Clearly, residential choice interacts in a complex way with various (spatial) determinants. It can be considered as a decision with long-term consequences that draws on a complex set of criteria including stated and tacit preferences and constraints. Furthermore, residential choice affects, directly and indirectly, market developments, the built environment, networks, urban form and land-use (Sener et al., 2011). Consequently, for stakeholders, residential choice modelling is an important tool for urban, transport and land-use planning (Kim et al., 2003), first and foremost for steering actual and future housing demand and supply (Stokenberga, 2019). However, the complexity of interactions in residential choice is difficult to conceptualize, especially as preferences may undergo rapid alterations.

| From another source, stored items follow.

use crate::error::ResumeError;
use crate::extraction::{PageContent, PdfExtractor};
use std::io::Write;
use std::process::Command;

/// PDF extraction backend using pdftotext (from poppler-utils).
///
/// Runs without `-layout` so multi-column résumés come out in reading order.
pub struct PdftotextExtractor;

impl PdftotextExtractor {
    pub fn new() -> Self {
        PdftotextExtractor
    }
}

impl Default for PdftotextExtractor {
    fn default() -> Self {
        Self::new()
    }
}

impl PdfExtractor for PdftotextExtractor {
    fn extract_pages(&self, pdf_bytes: &[u8]) -> Result<Vec<PageContent>, ResumeError> {
        // pdftotext only reads from a path
        let mut tmpfile =
            tempfile::NamedTempFile::new().map_err(|e| ResumeError::Extraction(e.to_string()))?;
        tmpfile
            .write_all(pdf_bytes)
            .map_err(|e| ResumeError::Extraction(e.to_string()))?;

        let output = Command::new("pdftotext")
            .arg("-enc")
            .arg("UTF-8")
            .arg(tmpfile.path())
            .arg("-") // output to stdout
            .output()
            .map_err(|e| {
                if e.kind() == std::io::ErrorKind::NotFound {
                    ResumeError::PdftotextNotFound
                } else {
                    ResumeError::Extraction(format!("pdftotext failed: {}", e))
                }
            })?;

        if !output.status.success() {
            let code = output.status.code().unwrap_or(-1);
            let stderr = String::from_utf8_lossy(&output.stderr).to_string();
            return Err(ResumeError::PdftotextFailed { code, stderr });
        }

        let text = String::from_utf8_lossy(&output.stdout);
        Ok(split_form_feed_pages(&text))
    }

    fn backend_name(&self) -> &str {
        "pdftotext"
    }
}

/// Split pdftotext output into pages on the form feed separator.
///
/// pdftotext terminates every page with `\x0c`, so the trailing empty chunk
/// is dropped. The first page is always kept so an empty document still
/// reports one page.
fn split_form_feed_pages(text: &str) -> Vec<PageContent> {
    let mut chunks: Vec<&str> = text.split('\x0c').collect();
    if chunks.len() > 1 && chunks.last().is_some_and(|c| c.trim().is_empty()) {
        chunks.pop();
    }

    chunks
        .into_iter()
        .enumerate()
        .map(|(i, page_text)| PageContent {
            page_number: i + 1,
            text: page_text.to_string(),
        })
        .collect()
}
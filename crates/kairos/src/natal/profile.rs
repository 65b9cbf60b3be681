use crate::aspects::{AspectMatcher, NatalAspect};
use crate::bodies::Body;
use crate::natal::chart::{HouseClass, NatalChart};
use serde::{Deserialize, Serialize};
use std::collections::BTreeMap;

/// Bonuses that make a natal body more sensitive to transits
#[derive(Debug, Clone, Copy, PartialEq, Serialize, Deserialize)]
pub struct NatalSettings {
    /// Body sits in house 1, 4, 7 or 10
    pub angular_bonus: f64,
    /// Body rules the ascendant's sign
    pub ruler_bonus: f64,
    /// Per natal aspect within `tight_orb`
    pub per_aspect_bonus: f64,
    pub tight_orb: f64,
    pub max_factor: f64,
}

impl Default for NatalSettings {
    fn default() -> Self {
        Self {
            angular_bonus: 0.10,
            ruler_bonus: 0.20,
            per_aspect_bonus: 0.05,
            tight_orb: 3.0,
            max_factor: 1.5,
        }
    }
}

/// Amplification factor per natal body, each in `[1.0, max_factor]`
#[derive(Debug, Clone, PartialEq, Default, Serialize, Deserialize)]
pub struct NatalProfile {
    factors: BTreeMap<Body, f64>,
}

impl NatalProfile {
    pub fn derive(chart: &NatalChart, matcher: &AspectMatcher, settings: &NatalSettings) -> Self {
        let natal_aspects = chart.natal_aspects(matcher);
        Self::from_parts(chart, &natal_aspects, settings)
    }

    /// Same as [`derive`](Self::derive) with precomputed natal aspects
    pub fn from_parts(
        chart: &NatalChart,
        natal_aspects: &[NatalAspect],
        settings: &NatalSettings,
    ) -> Self {
        let ruler = chart.ascendant_ruler();
        let max_factor = settings.max_factor.max(1.0);

        let factors = chart
            .positions()
            .iter()
            .map(|(body, _)| {
                let mut factor = 1.0;
                if chart.body_house(body).map(HouseClass::of_house) == Some(HouseClass::Angular) {
                    factor += settings.angular_bonus;
                }
                if ruler == Some(body) {
                    factor += settings.ruler_bonus;
                }
                let tight = natal_aspects
                    .iter()
                    .filter(|a| a.involves(body) && a.orb <= settings.tight_orb)
                    .count();
                factor += settings.per_aspect_bonus * tight as f64;
                (body, factor.clamp(1.0, max_factor))
            })
            .collect();

        Self { factors }
    }

    /// 1.0 for bodies outside the chart
    pub fn factor(&self, body: Body) -> f64 {
        self.factors.get(&body).copied().unwrap_or(1.0)
    }

    pub fn factors(&self) -> &BTreeMap<Body, f64> {
        &self.factors
    }
}
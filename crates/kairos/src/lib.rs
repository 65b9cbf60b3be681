//! Transit scoring and temporal sampling for natal charts.
//!
//! Given a natal chart, a scope and a tier, the engine picks sample moments,
//! matches transit positions against the chart, scores each aspect and
//! aggregates everything into a [`PeriodSummary`].

pub mod aggregate;
pub mod aspects;
pub mod bodies;
pub mod config;
pub mod domains;
pub mod ephemeris;
pub mod natal;
pub mod period;
pub mod pipeline;
pub mod sampling;
pub mod scoring;

pub use aggregate::{aggregate, snapshot_weights, Aggregation, AggregationMethod, SnapshotWeighting};
pub use aspects::{AspectInstance, AspectMatch, AspectMatcher, AspectType};
pub use bodies::{Body, BodyGroup, BodySet};
pub use config::{ConfigBundle, ConfigError, ConfigKind, ConfigResolver, ConfigSource};
pub use domains::{DomainIntensities, LifeDomain};
pub use ephemeris::{BodyPositions, PositionError, PositionProvider, TablePositionProvider};
pub use natal::{ChartError, HouseClass, HouseCusps, NatalChart, NatalProfile};
pub use period::{Scope, Tier};
pub use pipeline::{BodyFilter, PeriodPipeline, PeriodSummary, PipelineError, PipelineOptions};
pub use sampling::{resolve_anchor, schedule, SamplePoint, SamplingProfile, Strategy, StrategyKind};
pub use scoring::{Falloff, FalloffMode, OrbContext, ScoredAspect, ScoringEngine};
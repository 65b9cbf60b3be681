use crate::bodies::{normalize_degrees, Body, BodySet};
use crate::ephemeris::provider::PositionError;
use serde::{Deserialize, Serialize};
use std::collections::BTreeMap;

/// Validated body longitudes, each normalized to [0, 360).
///
/// This is the only shape position data takes inside the engine; raw
/// provider output is checked once in [`BodyPositions::from_raw`].
#[derive(Debug, Clone, Default, PartialEq, Serialize, Deserialize)]
#[serde(try_from = "BTreeMap<String, f64>")]
pub struct BodyPositions(BTreeMap<Body, f64>);

impl BodyPositions {
    pub fn new() -> Self {
        Self(BTreeMap::new())
    }

    /// Build from raw `(name, longitude)` pairs, rejecting unknown names and
    /// non-finite values.
    pub fn from_raw<I, S>(raw: I) -> Result<Self, PositionError>
    where
        I: IntoIterator<Item = (S, f64)>,
        S: AsRef<str>,
    {
        let mut positions = Self::new();
        for (name, lon) in raw {
            let body: Body = name
                .as_ref()
                .parse()
                .map_err(|_| PositionError::UnknownBody {
                    name: name.as_ref().to_string(),
                })?;
            positions.try_insert(body, lon)?;
        }
        Ok(positions)
    }

    /// Insert a longitude, normalizing it. Non-finite values are rejected.
    pub fn try_insert(&mut self, body: Body, longitude: f64) -> Result<(), PositionError> {
        if !longitude.is_finite() {
            return Err(PositionError::InvalidLongitude {
                body: body.to_string(),
                value: longitude,
            });
        }
        self.0.insert(body, normalize_degrees(longitude));
        Ok(())
    }

    pub fn get(&self, body: Body) -> Option<f64> {
        self.0.get(&body).copied()
    }

    pub fn contains(&self, body: Body) -> bool {
        self.0.contains_key(&body)
    }

    pub fn iter(&self) -> impl Iterator<Item = (Body, f64)> + '_ {
        self.0.iter().map(|(b, lon)| (*b, *lon))
    }

    pub fn bodies(&self) -> BodySet {
        self.0.keys().copied().collect()
    }

    pub fn len(&self) -> usize {
        self.0.len()
    }

    pub fn is_empty(&self) -> bool {
        self.0.is_empty()
    }

    /// Keep only the given bodies
    pub fn restricted_to(&self, bodies: &BodySet) -> Self {
        Self(
            self.0
                .iter()
                .filter(|(b, _)| bodies.contains(b))
                .map(|(b, lon)| (*b, *lon))
                .collect(),
        )
    }
}

impl TryFrom<BTreeMap<String, f64>> for BodyPositions {
    type Error = PositionError;

    fn try_from(raw: BTreeMap<String, f64>) -> Result<Self, Self::Error> {
        Self::from_raw(raw)
    }
}
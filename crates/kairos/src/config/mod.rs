//! Configuration bundles per (scope, tier).
//!
//! Raw TOML documents come from a [`ConfigSource`]. Each document has a
//! `[defaults]` table and optional `[profiles.<scope>.<tier>]` tables; the
//! resolver deep-merges the matching profile over the defaults and validates
//! the result into typed config.

pub mod error;
pub mod merge;
pub mod resolver;
pub mod store;
pub mod types;
pub mod validate;

pub use error::ConfigError;
pub use merge::{deep_merge, effective_tree};
pub use resolver::{ConfigBundle, ConfigResolver, ValidatedConfig};
pub use store::{
    discover_source, ConfigSource, DirConfigSource, EmbeddedConfigSource, MemoryConfigSource,
    CONFIG_DIR_ENV,
};
pub use types::{
    BodyInclusion, FilterConfig, OrbConfig, PresentationConfig, RelevanceMode, Theme,
    WeightConfig,
};

use serde::{Deserialize, Serialize};
use std::fmt;

/// The five configuration documents
#[derive(Debug, Clone, Copy, PartialEq, Eq, PartialOrd, Ord, Hash, Serialize, Deserialize)]
#[serde(rename_all = "lowercase")]
pub enum ConfigKind {
    Sampling,
    Weights,
    Filters,
    Orbs,
    Presentation,
}

impl ConfigKind {
    pub const ALL: [ConfigKind; 5] = [
        ConfigKind::Sampling,
        ConfigKind::Weights,
        ConfigKind::Filters,
        ConfigKind::Orbs,
        ConfigKind::Presentation,
    ];

    pub fn as_str(&self) -> &'static str {
        match self {
            ConfigKind::Sampling => "sampling",
            ConfigKind::Weights => "weights",
            ConfigKind::Filters => "filters",
            ConfigKind::Orbs => "orbs",
            ConfigKind::Presentation => "presentation",
        }
    }

    pub fn file_name(&self) -> String {
        format!("{}.toml", self.as_str())
    }
}

impl fmt::Display for ConfigKind {
    fn fmt(&self, f: &mut fmt::Formatter<'_>) -> fmt::Result {
        f.write_str(self.as_str())
    }
}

Combining SP choice experiments with methods of statistical and/or machine learning allows patterns of tacit knowledge to be explored with the help of rigorous statistical techniques. Combining these two approaches is the core element of a computer-aided knowledge elicitation approach (KnETs) described by Bharwani (2006). Conceptually, the KnETs process presents a participatory knowledge elicitation approach, complementary to more conventional conjoint analysis that relies on choice experiments to identify the criteria motivating human decisions, and to uncover unvoiced prioritizations or unconscious evaluations (Bharwani, 2006).
The KnETs process includes the four principal stages following Wood and Ford (1993) and Wooten and Rowley (1995) as described in Figure S1 that combine qualitative and quantitative methods and result in a formal knowledge representation (Bharwani, 2006; Bharwani et al., 2015). KnETs uses a controlled, structured, interactive and iterative interviewing method that results in a ‘game’ being played, so that factors that can potentially influence a decision are constrained, and large datasets be gathered. The KnETs approach has been used in a variety of case studies including crop choice modelling in South African communities (Bharwani et al., 2005) and Cameroon (Bharwani et al., 2015) and the EU FP6 NeWater project on adaptive river basin management (Kemp-Benedict et al., 2010).
The study presented in this paper advances the KnETs approach in two innovative ways. From a technical perspective, it seeks to improve KnETs by proposing SilverKnETs as a new software tool to conduct computer-aided, iterative interviews building upon KnETs experiences. Methodically, KnETs is sought to be improved by using random forests (RFs) as an alternative machine-learning approach for the statistical analysis of interview outcomes. For showcasing, a case study to investigate residential choice behaviour is presented. As described above, residential housing choice, particularly in the urban space, is a prime example of dynamic and complex decision-making underpinned by personal preferences intertwined with social, economic, environmental and spatial aspects and interactions. Consequently, to enable planners to make informed decisions, the relevant preferences, motivations and criteria underpinning residential choices of market participants need to be identified and formalized. It is in this regard where data mining and particularly RFs are considered as a major methodological opportunity.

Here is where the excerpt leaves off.